### [EXERCISE DESCRIPTION]
Give the number of lines in the records below that include "DifficultyPreset", and nothing more.

Collected data entries
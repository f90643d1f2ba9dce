//! This module contains all the constants used in the game.

use std::time::Duration;

use glam::UVec2;

pub const LOOP_TIME: Duration = Duration::from_nanos((1_000_000_000.0 / 60.0) as u64);

/// The size of the window, in pixels.
pub const WINDOW_SIZE: UVec2 = UVec2::new(800, 600);

/// The shape of the hideout grid.
pub const GRID_ROWS: u32 = 3;
pub const GRID_COLS: u32 = 3;

/// The number of lives a session starts with.
pub const STARTING_LIVES: u8 = 3;

/// Countdown settings: the first numeral shown and how long each numeral is held.
pub const COUNTDOWN_START: u8 = 3;
pub const COUNTDOWN_STEP_MS: u64 = 1000;

/// Ambient music volume, out of SDL2_mixer's maximum of 128.
pub const MUSIC_VOLUME: i32 = 64;

/// Maximum length of the player name entered in the menu.
pub const MAX_NAME_LEN: usize = 16;

pub mod ui {
    use sdl2::pixels::Color;

    pub const TEXT_COLOR: Color = Color::RGB(245, 245, 235);
    /// Fallback circle colors when a theme ships no sprites.
    pub const MOLE_COLOR: Color = Color::RGB(150, 90, 50);
    pub const HOLE_COLOR: Color = Color::RGB(90, 55, 30);
    /// How much wider a hideout circle is than the target it hosts.
    pub const HOLE_RING: f32 = 8.0;

    pub const HUD_WIDTH: u32 = 230;
    pub const HUD_HEIGHT: u32 = 110;
    pub const HUD_PADDING_X: i32 = 14;
    pub const HUD_PADDING_Y: i32 = 10;
    pub const HUD_LINE_SPACING: i32 = 30;
    pub const HUD_FILL: Color = Color::RGBA(20, 80, 40, 170);
    pub const HUD_BORDER: Color = Color::RGBA(255, 230, 140, 220);

    /// Exit button: label, padding around the rendered label, and the offset
    /// of its top-right corner from the window's top-right corner.
    pub const EXIT_LABEL: &str = "Exit";
    pub const EXIT_PADDING: (u32, u32) = (10, 6);
    pub const EXIT_ANCHOR: (u32, u32) = (10, 70);
    /// Label size assumed when no font could be loaded, so the control still
    /// has a clickable region.
    pub const EXIT_FALLBACK_LABEL_SIZE: (u32, u32) = (52, 32);
    pub const EXIT_FILL: Color = Color::RGBA(10, 60, 40, 210);
    pub const EXIT_BORDER: Color = Color::RGBA(255, 220, 130, 255);

    pub const OVERLAY_GAME_OVER: Color = Color::RGBA(0, 0, 0, 180);
    pub const OVERLAY_COUNTDOWN: Color = Color::RGBA(0, 0, 0, 150);
    pub const GAME_OVER_COLOR: Color = Color::RGB(255, 100, 90);
    pub const MENU_SELECTION_COLOR: Color = Color::RGB(255, 220, 130);

    pub const FONT_SIZE_SMALL: u16 = 22;
    pub const FONT_SIZE_HUD: u16 = 28;
    pub const FONT_SIZE_BIG: u16 = 48;
    pub const FONT_SIZE_COUNTDOWN: u16 = 96;
}

#[cfg(test)]
mod tests {
    use super::*;

    #[test]
    fn test_loop_time() {
        // 60 FPS = 16.67ms per frame
        let expected_nanos = (1_000_000_000.0 / 60.0) as u64;
        assert_eq!(LOOP_TIME.as_nanos() as u64, expected_nanos);
    }

    #[test]
    fn test_window_size() {
        assert_eq!(WINDOW_SIZE.x, 800);
        assert_eq!(WINDOW_SIZE.y, 600);
    }

    #[test]
    fn test_grid_shape() {
        assert_eq!(GRID_ROWS * GRID_COLS, 9);
    }

    #[test]
    fn test_countdown_settings() {
        assert_eq!(COUNTDOWN_START, 3);
        assert_eq!(COUNTDOWN_STEP_MS, 1000);
    }
}
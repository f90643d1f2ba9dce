//! Difficulty presets, theme names, and the per-session configuration.
//!
//! The menu layer builds a [`SessionConfig`] and the session systems read it
//! as a resource; there is no ambient global selection state.

use bevy_ecs::resource::Resource;
use strum_macros::{Display, EnumIter};

/// Timing parameters for one difficulty level. All fields are strictly
/// positive.
#[derive(Debug, Clone, Copy, PartialEq, Eq)]
pub struct DifficultyPreset {
    /// How long a target stays up once activated.
    pub target_visible_ms: u64,
    /// How often a new target appears.
    pub spawn_interval_ms: u64,
    /// Total session length.
    pub session_length_s: u64,
}

#[derive(Debug, Clone, Copy, PartialEq, Eq, Hash, Default, Display, EnumIter)]
pub enum Difficulty {
    #[default]
    Easy,
    Medium,
    Hard,
}

impl Difficulty {
    pub const fn preset(self) -> DifficultyPreset {
        match self {
            Difficulty::Easy => DifficultyPreset {
                target_visible_ms: 1200,
                spawn_interval_ms: 900,
                session_length_s: 30,
            },
            Difficulty::Medium => DifficultyPreset {
                target_visible_ms: 900,
                spawn_interval_ms: 700,
                session_length_s: 25,
            },
            Difficulty::Hard => DifficultyPreset {
                target_visible_ms: 650,
                spawn_interval_ms: 550,
                session_length_s: 20,
            },
        }
    }

    /// Resolves a difficulty by name; unknown names fall back to the default.
    pub fn from_name(name: &str) -> Self {
        match name {
            "Medium" => Difficulty::Medium,
            "Hard" => Difficulty::Hard,
            _ => Difficulty::Easy,
        }
    }

    pub const fn next(self) -> Self {
        match self {
            Difficulty::Easy => Difficulty::Medium,
            Difficulty::Medium => Difficulty::Hard,
            Difficulty::Hard => Difficulty::Easy,
        }
    }

    pub const fn previous(self) -> Self {
        match self {
            Difficulty::Easy => Difficulty::Hard,
            Difficulty::Medium => Difficulty::Easy,
            Difficulty::Hard => Difficulty::Medium,
        }
    }
}

#[derive(Debug, Clone, Copy, PartialEq, Eq, Hash, Default, Display, EnumIter)]
pub enum Theme {
    #[default]
    Default,
    Jungle,
    Beach,
    Desert,
}

impl Theme {
    /// Resolves a theme by name; unknown names fall back to the default skin.
    pub fn from_name(name: &str) -> Self {
        match name {
            "Jungle" => Theme::Jungle,
            "Beach" => Theme::Beach,
            "Desert" => Theme::Desert,
            _ => Theme::Default,
        }
    }

    pub const fn next(self) -> Self {
        match self {
            Theme::Default => Theme::Jungle,
            Theme::Jungle => Theme::Beach,
            Theme::Beach => Theme::Desert,
            Theme::Desert => Theme::Default,
        }
    }

    pub const fn previous(self) -> Self {
        match self {
            Theme::Default => Theme::Desert,
            Theme::Jungle => Theme::Default,
            Theme::Beach => Theme::Jungle,
            Theme::Desert => Theme::Beach,
        }
    }
}

/// The configuration a session is started with, assembled by the menu layer.
#[derive(Resource, Debug, Clone, PartialEq, Eq)]
pub struct SessionConfig {
    pub player_name: String,
    pub difficulty: Difficulty,
    pub theme: Theme,
}

impl Default for SessionConfig {
    fn default() -> Self {
        Self {
            player_name: "Player1".to_string(),
            difficulty: Difficulty::default(),
            theme: Theme::default(),
        }
    }
}
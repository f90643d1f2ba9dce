use bevy_ecs::prelude::*;
use glam::Vec2;

/// A keyboard- or window-level command, mapped from raw SDL input.
#[derive(Clone, Copy, Debug, PartialEq, Eq)]
pub enum GameCommand {
    /// Quit the whole process (window close).
    QuitApp,
    /// Abandon the session and return to the menu.
    ReturnToMenu,
    MuteAudio,
    MenuUp,
    MenuDown,
    MenuLeft,
    MenuRight,
    MenuActivate,
    MenuBackspace,
}

/// Raw input events, written exclusively by the input system.
#[derive(Event, Clone, Debug, PartialEq)]
pub enum GameEvent {
    Command(GameCommand),
    /// A primary pointer press at window coordinates.
    PointerPressed(Vec2),
    /// Text typed while the OS text-input mode is active.
    TextEntered(String),
}

impl From<GameCommand> for GameEvent {
    fn from(command: GameCommand) -> Self {
        GameEvent::Command(command)
    }
}

/// Session lifecycle signals, consumed by the stage system.
#[derive(Event, Clone, Copy, Debug, PartialEq, Eq)]
pub enum SessionSignal {
    /// The menu requested a new session (Play activated).
    Start,
    /// The in-game Exit control was pressed; ends the session from either
    /// the playing or game-over state.
    End,
}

### [TASK RESULT]
5